Oil jumped 10% yesterday but overall stock markets declined by as much as 3% in late trading amidst various ‘rumors’ that a large hedge fund was going to “fall” and that there would no bailout for the auto industry.
This morning stocks continued to tumble around the world after the Senate officially rejected a bailout for the “Detroit Big 3” automakers which will only threaten to deepen the global recession. U.S. Treasuries rallied and yields fell to record lows. The MSCI World Index lost 1.7%, GM shares plunged 32% in Germany while Honda and Daimler dropped more than 8% (metals and crude oil prices also slumped).
In short, stock markets are in a very dire situation and are in a very risk adverse situation. Standard & Poor’s 500 Index futures sank 4%, Europe’s Dow Jones Stoxx 600 Index lost 4.1%, while the MSCI Asia Pacific Index fell 3.7%. “It’s over with,” Senate Majority Leader Harry Reid said on the Senate floor in Washington last night. “I dread looking at Wall Street tomorrow. It’s not going to be a pleasant sight.” A collapse of GM and Chrysler is worrisome for the U.S. in particular. We are in a synchronized or integrated world so it will have an impact elsewhere and it will challenge the assumption that there will be the expected U.S. economic recovery mid-2009 onwards.
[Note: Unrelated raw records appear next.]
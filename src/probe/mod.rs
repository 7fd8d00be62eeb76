// ABOUTME: Permission prober for subprocess and filesystem capabilities.
// ABOUTME: Answers "may this process run X / read Y" without mutating host state.

mod host;
mod verdict;

pub use host::{HostProber, SubprocessPolicy, locate_binary};
pub use verdict::{PermissionState, PermissionVerdict};

use async_trait::async_trait;
use std::ffi::OsString;
use std::path::{Path, PathBuf};

/// Capability queries consulted by the resolver and the CLI client guard.
///
/// [`Prober::subprocess_capability`] really spawns the binary, so it must not
/// be called in a loop.
#[async_trait]
pub trait Prober: Send + Sync {
    /// Whether this process may spawn subprocesses at all. Spawns nothing.
    fn subprocess_permission(&self) -> PermissionVerdict;

    /// Where binaries are looked up; `None` means `$PATH`.
    ///
    /// Anything that runs a binary the prober vetted must look it up here.
    fn binary_search_path(&self) -> Option<OsString> {
        None
    }

    /// Spawn `binary args`, discard its output and wait for it.
    ///
    /// A process that ran is `Granted` whatever its exit code; the code is
    /// kept on the verdict.
    async fn subprocess_capability(&self, binary: &str, args: &[String]) -> PermissionVerdict;

    /// Whether `path` is readable. The verdict always records `path`.
    async fn read_permission(&self, path: &Path) -> PermissionVerdict;

    /// [`Prober::read_permission`] for each path, concurrently, in input order.
    ///
    /// Empty on platforms without Unix domain sockets.
    async fn read_permissions(&self, paths: &[PathBuf]) -> Vec<PermissionVerdict> {
        if !cfg!(unix) {
            return Vec::new();
        }
        futures::future::join_all(paths.iter().map(|path| self.read_permission(path))).await
    }
}
// ABOUTME: Library root for hatch - one lifecycle client over many container engines.
// ABOUTME: The command-line front end is in main.rs.

pub mod config;
pub mod error;
pub mod probe;
pub mod runtime;
pub mod types;
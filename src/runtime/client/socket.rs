// ABOUTME: Client that speaks HTTP/1.1 to an engine over its Unix domain socket.
// ABOUTME: Non-2xx answers are returned as unsuccessful output; only I/O failures are errors.

use super::sealed::Sealed;
use super::{LifecycleClient, LifecycleError, OperationOutput};
use crate::runtime::identity::RuntimeIdentity;
use crate::runtime::operation::{Operation, OperationKind, RequestDescriptor};
use crate::runtime::transport::{SocketCandidate, TransportKind};
use async_trait::async_trait;
use std::path::Path;

/// One connection per request; no pooling, no retries.
#[derive(Debug, Clone)]
pub struct SocketClient {
    identity: RuntimeIdentity,
    socket: SocketCandidate,
}

impl SocketClient {
    pub fn new(identity: RuntimeIdentity, socket: SocketCandidate) -> Self {
        Self { identity, socket }
    }

    pub fn path(&self) -> &Path {
        &self.socket.path
    }

    /// Request for `op`, or `Unsupported` before any I/O happens.
    pub fn build_request(&self, op: &Operation<'_>) -> Result<RequestDescriptor, LifecycleError> {
        (self.socket.request)(op).map_err(|unsupported| LifecycleError::Unsupported {
            operation: unsupported.operation,
            identity: self.identity,
        })
    }

    #[cfg(unix)]
    async fn send(
        &self,
        operation: OperationKind,
        request: &RequestDescriptor,
    ) -> Result<OperationOutput, LifecycleError> {
        use bytes::Bytes;
        use http_body_util::{BodyExt, Full};
        use hyper_util::rt::TokioIo;
        use tokio::net::UnixStream;

        let fail = |context: &str, e: &dyn std::fmt::Display| {
            LifecycleError::transport(
                operation,
                format!("{} ({}): {}", context, self.socket.path.display(), e),
            )
        };

        let stream = UnixStream::connect(&self.socket.path)
            .await
            .map_err(|e| fail("failed to connect to socket", &e))?;

        let io = TokioIo::new(stream);
        let (mut sender, conn) = hyper::client::conn::http1::handshake(io)
            .await
            .map_err(|e| fail("HTTP handshake failed", &e))?;

        tokio::spawn(async move {
            if let Err(e) = conn.await {
                tracing::warn!("socket connection error: {}", e);
            }
        });

        let body = match &request.body {
            Some(json) => Bytes::from(
                serde_json::to_vec(json).map_err(|e| fail("failed to encode body", &e))?,
            ),
            None => Bytes::new(),
        };

        let mut builder = hyper::Request::builder()
            .method(request.method.as_str())
            .uri(&request.url)
            .header("Host", "localhost");
        if request.body.is_some() {
            builder = builder.header("Content-Type", "application/json");
        }
        let req = builder
            .body(Full::new(body))
            .map_err(|e| fail("failed to build request", &e))?;

        tracing::debug!(method = %request.method, url = %request.url, "sending socket request");

        let resp = sender
            .send_request(req)
            .await
            .map_err(|e| fail("request failed", &e))?;

        let status = resp.status();
        let body = resp
            .into_body()
            .collect()
            .await
            .map_err(|e| fail("failed to read response", &e))?
            .to_bytes();

        if !status.is_success() {
            tracing::debug!(status = status.as_u16(), url = %request.url, "engine rejected request");
        }

        Ok(OperationOutput {
            operation,
            status: i32::from(status.as_u16()),
            success: status.is_success(),
            output: body,
        })
    }

    #[cfg(not(unix))]
    async fn send(
        &self,
        operation: OperationKind,
        _request: &RequestDescriptor,
    ) -> Result<OperationOutput, LifecycleError> {
        Err(LifecycleError::transport(
            operation,
            "Unix domain sockets are not available on this platform",
        ))
    }
}

impl Sealed for SocketClient {}

#[async_trait]
impl LifecycleClient for SocketClient {
    fn identity(&self) -> RuntimeIdentity {
        self.identity
    }

    fn transport(&self) -> TransportKind {
        TransportKind::Socket
    }

    async fn execute(&self, op: Operation<'_>) -> Result<OperationOutput, LifecycleError> {
        let request = self.build_request(&op)?;
        self.send(op.kind(), &request).await
    }
}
Supposedly the only difference between the supporters and the blocking republicans came down to when pay cuts should happen. Unions wanted concessions to start in 2011 but the blocking Senators wanted 2009 (wonder what the Union will be saying now? – at some point we need to ‘play together for the benefit of all’).
Investors have been betrayed again by politicians, even with the knowledge that we are in the midst of a recession they were unable to come to an agreement. Investors have decided to sell now and ask questions later. A potential failure of U.S. automakers will have immediate “ripple” throughout the U.S. economy which will affect demand for Asian products (since employees for the company consume things made in Asia) and add to recessionary pressures as mentioned.
Denso is the world’s biggest listed auto parts maker and they dropped 12%. Aisin Seiki, Japan’s largest maker of car transmissions dropped 13%. In short, the auto industry is not going bankrupt but just contracting – big time! There will be survivors.
The S&P 500 earlier this week had marked a “technical” end to a 14 month bear market, extending its rebound from an 11 year low last month to as much as 21%. President elect Barack Obama has stepped up efforts to pull the economy out of a recession. Yields on 10 year U.S. Treasury notes declined to 2.48%, the lowest level since 1954. We also saw the number of Americans filing first time claims for unemployment benefits jump to the highest level since November 1982, a report showed yesterday. As mentioned, if you lose your job, you don’t spend. If you see others lose their jobs, you don’t spend either.
With today’s drop the MSCI World Index is trading at 11.4 times the earnings compared with this decade’s average ratio of 26.5. The worst global financial crisis since the Great Depression pushed the index value down to 10.5 times earnings on October 27th, the cheapest in at least 13 years as data compiled by Bloomberg shows.